日記抄 

二月二十八日(木)晴
今會社の往き返りに澁澤龍彥の『私の戰後追想』といふ本を讀んでゐる。全集から河出書房の編集部が選んで編んだ文庫本で、囘想や身辺雑記風のエツセイ集である。澁澤の本を讀むのも久しぶりであるが、文學や美術に関する文章と異り、露惡的に庶民性を示すかのやうにかなりくだけた文體もあり多少意外の感がある。中に「日録」と題された、サド裁判の頃の日記の抄録があるのだが、酒を飲んだり映畫を観たり、文學仲間と遊ぶ日々が綴られる。其れなりに派手な、華々しい生活なのだらうが、日記として、とはつまり文章として一向に面白くない。嘗ては神秘性さへ感じて憧れてゐた文學者の化けの皮が剥がれたやうな氣がしなくもない。『斷腸亭日乘』の文章の面白さは別格にしても、小津安二郎の日記に比しても精彩を欠くのはどうしたことか。エツセイの稔つたつもりの言辞にしても、若い頃讀んだ時には感じたであらう衒學的な魅力すら余り出來の良いものに思へない。
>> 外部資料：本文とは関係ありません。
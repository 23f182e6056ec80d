//! Response shapes shared by every provider: list envelopes and deletion
//! status.

use serde::{Deserialize, Deserializer, Serialize};

/// A page of items from a `List` call.
///
/// Deserializes from either a bare JSON array or an object envelope with a
/// `data` array and optional pagination cursors.
///
/// ```
/// use crudkit::client::ListResponse;
///
/// let bare: ListResponse<u32> = serde_json::from_str("[1, 2]").unwrap();
/// let wrapped: ListResponse<u32> =
///     serde_json::from_str(r#"{"data": [1, 2], "has_more": true, "last_id": "b"}"#).unwrap();
/// assert_eq!(bare.data, wrapped.data);
/// assert!(wrapped.has_more);
/// ```
#[derive(Debug, Clone, PartialEq, Serialize)]
pub struct ListResponse<T> {
    pub data: Vec<T>,
    pub has_more: bool,
    pub first_id: Option<String>,
    pub last_id: Option<String>,
}

impl<T> ListResponse<T> {
    pub fn len(&self) -> usize {
        self.data.len()
    }

    pub fn is_empty(&self) -> bool {
        self.data.is_empty()
    }
}

impl<T> IntoIterator for ListResponse<T> {
    type Item = T;
    type IntoIter = std::vec::IntoIter<T>;

    fn into_iter(self) -> Self::IntoIter {
        self.data.into_iter()
    }
}

#[derive(Deserialize)]
#[serde(untagged)]
enum ListWire<T> {
    Bare(Vec<T>),
    Envelope {
        data: Vec<T>,
        #[serde(default)]
        has_more: bool,
        #[serde(default)]
        first_id: Option<String>,
        #[serde(default)]
        last_id: Option<String>,
    },
}

impl<'de, T: Deserialize<'de>> Deserialize<'de> for ListResponse<T> {
    fn deserialize<D: Deserializer<'de>>(deserializer: D) -> Result<Self, D::Error> {
        Ok(match ListWire::deserialize(deserializer)? {
            ListWire::Bare(data) => ListResponse {
                data,
                has_more: false,
                first_id: None,
                last_id: None,
            },
            ListWire::Envelope {
                data,
                has_more,
                first_id,
                last_id,
            } => ListResponse {
                data,
                has_more,
                first_id,
                last_id,
            },
        })
    }
}

// ── Deletion ───────────────────────────────────────────────────────

/// Tells whether a `Delete` response reports success.
pub trait DeletionStatus {
    fn is_deleted(&self) -> bool;
}

/// The common `{ "id": ..., "object": ..., "deleted": true }` shape.
#[derive(Debug, Clone, PartialEq, Eq, Serialize, Deserialize)]
pub struct DeleteResponse {
    #[serde(default)]
    pub id: Option<String>,
    #[serde(default)]
    pub object: Option<String>,
    #[serde(default)]
    pub deleted: bool,
}

impl DeletionStatus for DeleteResponse {
    fn is_deleted(&self) -> bool {
        self.deleted
    }
}

/// Untyped responses count as deleted unless they carry `"deleted": false`.
impl DeletionStatus for serde_json::Value {
    fn is_deleted(&self) -> bool {
        match self.get("deleted") {
            Some(flag) => flag.as_bool().unwrap_or(false),
            None => true,
        }
    }
}
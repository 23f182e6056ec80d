//! Typed response resolution.
//!
//! A successful response body is classified once into a [`RawOutcome`],
//! then [`resolve`] turns the outcome into `Option<T>`, logging everything
//! that is not a typed value. Resolution is a total match: no body shape
//! escapes as an error.

use std::any::type_name;

use serde::de::DeserializeOwned;
use serde_json::Value;
use tracing::{debug, error};

use super::provider_error::ErrorParser;
use crate::api::CallContext;
use crate::error::ClientError;

/// Classification of a response body against the requested type.
#[derive(Debug, Clone, PartialEq)]
pub enum RawOutcome<T> {
    /// The body deserialized into `T`.
    Typed(T),
    /// The body is a provider error object.
    ProviderError { message: String, payload: Value },
    /// Empty body or JSON `null`.
    Empty,
    /// The body is not a `T`.
    Mismatch { returned: String, reason: String },
}

impl<T: DeserializeOwned> RawOutcome<T> {
    /// Classify a raw body. `parser` humanizes provider error payloads for
    /// the named `api`.
    pub fn from_body(body: &[u8], parser: &dyn ErrorParser, api: &str) -> Self {
        if body.iter().all(u8::is_ascii_whitespace) {
            return RawOutcome::Empty;
        }
        let value: Value = match serde_json::from_slice(body) {
            Ok(value) => value,
            Err(e) => {
                return RawOutcome::Mismatch {
                    returned: format!("non-JSON body ({} bytes)", body.len()),
                    reason: e.to_string(),
                };
            }
        };
        Self::from_value(value, parser, api)
    }

    pub fn from_value(value: Value, parser: &dyn ErrorParser, api: &str) -> Self {
        if value.is_null() {
            return RawOutcome::Empty;
        }
        if is_error_envelope(&value) {
            let message = parser
                .parse(api, &value)
                .unwrap_or_else(|| format!("{api}: {}", value["error"]));
            return RawOutcome::ProviderError {
                message,
                payload: value,
            };
        }
        let returned = describe_shape(&value);
        match serde_json::from_value::<T>(value) {
            Ok(typed) => RawOutcome::Typed(typed),
            Err(e) => RawOutcome::Mismatch {
                returned,
                reason: e.to_string(),
            },
        }
    }
}

/// An object whose only payload is a non-null `error` (plus an optional
/// `type` tag). Bodies that merely contain an `error` field alongside data
/// are left for the typed parse.
fn is_error_envelope(value: &Value) -> bool {
    let Some(object) = value.as_object() else {
        return false;
    };
    object.get("error").is_some_and(|e| !e.is_null())
        && object.keys().all(|k| k == "error" || k == "type")
}

fn describe_shape(value: &Value) -> String {
    match value {
        Value::Null => "null".into(),
        Value::Bool(_) => "boolean".into(),
        Value::Number(_) => "number".into(),
        Value::String(_) => "string".into(),
        Value::Array(items) => format!("array of {} item(s)", items.len()),
        Value::Object(map) => {
            let keys: Vec<&str> = map.keys().map(String::as_str).take(8).collect();
            let more = if map.len() > keys.len() { ", ..." } else { "" };
            format!("object {{{}{more}}}", keys.join(", "))
        }
    }
}

/// The [`ClientError::Deserialization`] describing a [`RawOutcome::Mismatch`]:
/// requested type, returned shape, endpoint, and serde's reason.
pub fn mismatch_error<T>(ctx: &CallContext, returned: &str, reason: &str) -> ClientError {
    ClientError::Deserialization {
        type_name: type_name::<T>().to_string(),
        reason: format!(
            "the API returned {returned} from {}: {reason}",
            ctx.endpoint_or_unknown()
        ),
    }
}

/// The diagnostic logged for a [`RawOutcome::Mismatch`].
pub fn mismatch_diagnostic<T>(ctx: &CallContext, returned: &str, reason: &str) -> String {
    format!(
        "[{}] {}: {}",
        ctx.trace_id,
        ctx.label(),
        mismatch_error::<T>(ctx, returned, reason)
    )
}

/// Resolve an outcome to a typed value, logging every other case.
pub fn resolve<T>(ctx: &CallContext, outcome: RawOutcome<T>) -> Option<T> {
    match outcome {
        RawOutcome::Typed(value) => Some(value),
        RawOutcome::ProviderError { message, .. } => {
            error!("[{}] {}: {message}", ctx.trace_id, ctx.label());
            None
        }
        RawOutcome::Empty => {
            debug!("[{}] {}: empty response", ctx.trace_id, ctx.label());
            None
        }
        RawOutcome::Mismatch { returned, reason } => {
            error!("{}", mismatch_diagnostic::<T>(ctx, &returned, &reason));
            None
        }
    }
}

#[cfg(test)]
mod tests {
    use super::*;
    use crate::client::provider_error::DefaultErrorParser;
    use crate::routing::Operation;
    use serde::Deserialize;
    use serde_json::json;

    #[derive(Deserialize, Debug, PartialEq, Clone)]
    struct Thread {
        id: String,
    }

    fn classify(body: &str) -> RawOutcome<Thread> {
        RawOutcome::from_body(body.as_bytes(), &DefaultErrorParser, "Test")
    }

    fn ctx() -> CallContext {
        let mut ctx = CallContext::new("Test", "threads", Operation::Get, None);
        ctx.endpoint = Some("https://host/threads/t1".into());
        ctx
    }

    #[test]
    fn typed_resolves_to_itself() {
        let thread = Thread { id: "t1".into() };
        assert_eq!(resolve(&ctx(), RawOutcome::Typed(thread.clone())), Some(thread));
        assert_eq!(
            classify(r#"{"id": "t1", "object": "thread"}"#),
            RawOutcome::Typed(Thread { id: "t1".into() })
        );
    }

    #[test]
    fn empty_bodies() {
        assert_eq!(classify(""), RawOutcome::Empty);
        assert_eq!(classify("  \n"), RawOutcome::Empty);
        assert_eq!(classify("null"), RawOutcome::Empty);
        assert_eq!(resolve(&ctx(), classify("")), None);
    }

    #[test]
    fn provider_error_is_humanized() {
        match classify(r#"{"error": {"message": "No such thread", "type": "not_found"}}"#) {
            RawOutcome::ProviderError { message, payload } => {
                assert_eq!(message, "Test: No such thread (not_found)");
                assert!(payload.get("error").is_some());
            }
            other => panic!("unexpected outcome: {other:?}"),
        }
    }

    #[test]
    fn error_field_alongside_data_is_not_an_envelope() {
        assert!(!is_error_envelope(&json!({"id": "t1", "error": "partial"})));
        assert!(!is_error_envelope(&json!({"error": null})));
        assert!(is_error_envelope(&json!({"type": "error", "error": {"message": "x"}})));
    }

    #[test]
    fn mismatch_names_type_shape_endpoint_and_reason() {
        let RawOutcome::Mismatch { returned, reason } = classify(r#"{"name": "x"}"#) else {
            panic!("expected mismatch");
        };
        assert_eq!(returned, "object {name}");
        let diagnostic = mismatch_diagnostic::<Thread>(&ctx(), &returned, &reason);
        assert!(diagnostic.contains("Thread"));
        assert!(diagnostic.contains("object {name}"));
        assert!(diagnostic.contains("https://host/threads/t1"));
        assert!(diagnostic.contains("missing field `id`"));

        let err = mismatch_error::<Thread>(&ctx(), &returned, &reason);
        assert_eq!(err.kind(), crate::error::ErrorKind::Deserialization);
        assert!(err.to_string().starts_with("failed to deserialize "));
    }

    #[test]
    fn non_json_body_is_mismatch() {
        let outcome = classify("<html>oops</html>");
        assert!(matches!(outcome, RawOutcome::Mismatch { ref returned, .. } if returned.starts_with("non-JSON")));
        assert_eq!(resolve(&ctx(), outcome), None);
    }

    #[test]
    fn shapes() {
        assert_eq!(describe_shape(&json!([1, 2])), "array of 2 item(s)");
        assert_eq!(describe_shape(&json!("s")), "string");
        assert_eq!(describe_shape(&json!(true)), "boolean");
    }
}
十代後半から二十代前半にかけての余にとりて偶像に近かつた傳説の仏蘭西文學者の文章が、今となつてはわざとらしく、誰でも知つてゐさうなことを勿体ぶる癖も嫌味に感じられてしまふ。まあ、實際に仏蘭西に暮らしたこともあり、其の後に余の文学の嗜好や趣味が変はつた事もあるのだらうが、昔の自分が買被りすぎてゐたのかも知れぬ。古書で買つても尚高価な、装丁に凝つた豪華本で讀む澁澤龍彥には確かに怪しい香りが漂つてゐたが、今文庫本で讀んでみると、正直言つて並の上くらゐの書き手だつたのではないかと思はれるのである。澁澤から得た知識も少くはないが、それとて其の後に知つた事を踏まへて讀み返してみると、案外浅いものであつた事に氣づかされて愕然とすることも少くない。
夜になつて同書讀了。とは言へ、「都会ノ病院ニテ幻覺ヲ見タルコト」を始め面白いエツセイも少なくなかつたし、自分のことや經驗を語る事を好まぬ性格からして今囘讀んだ類のものは例外に屬することを考へれば、それなりに樂しめた一冊であつた。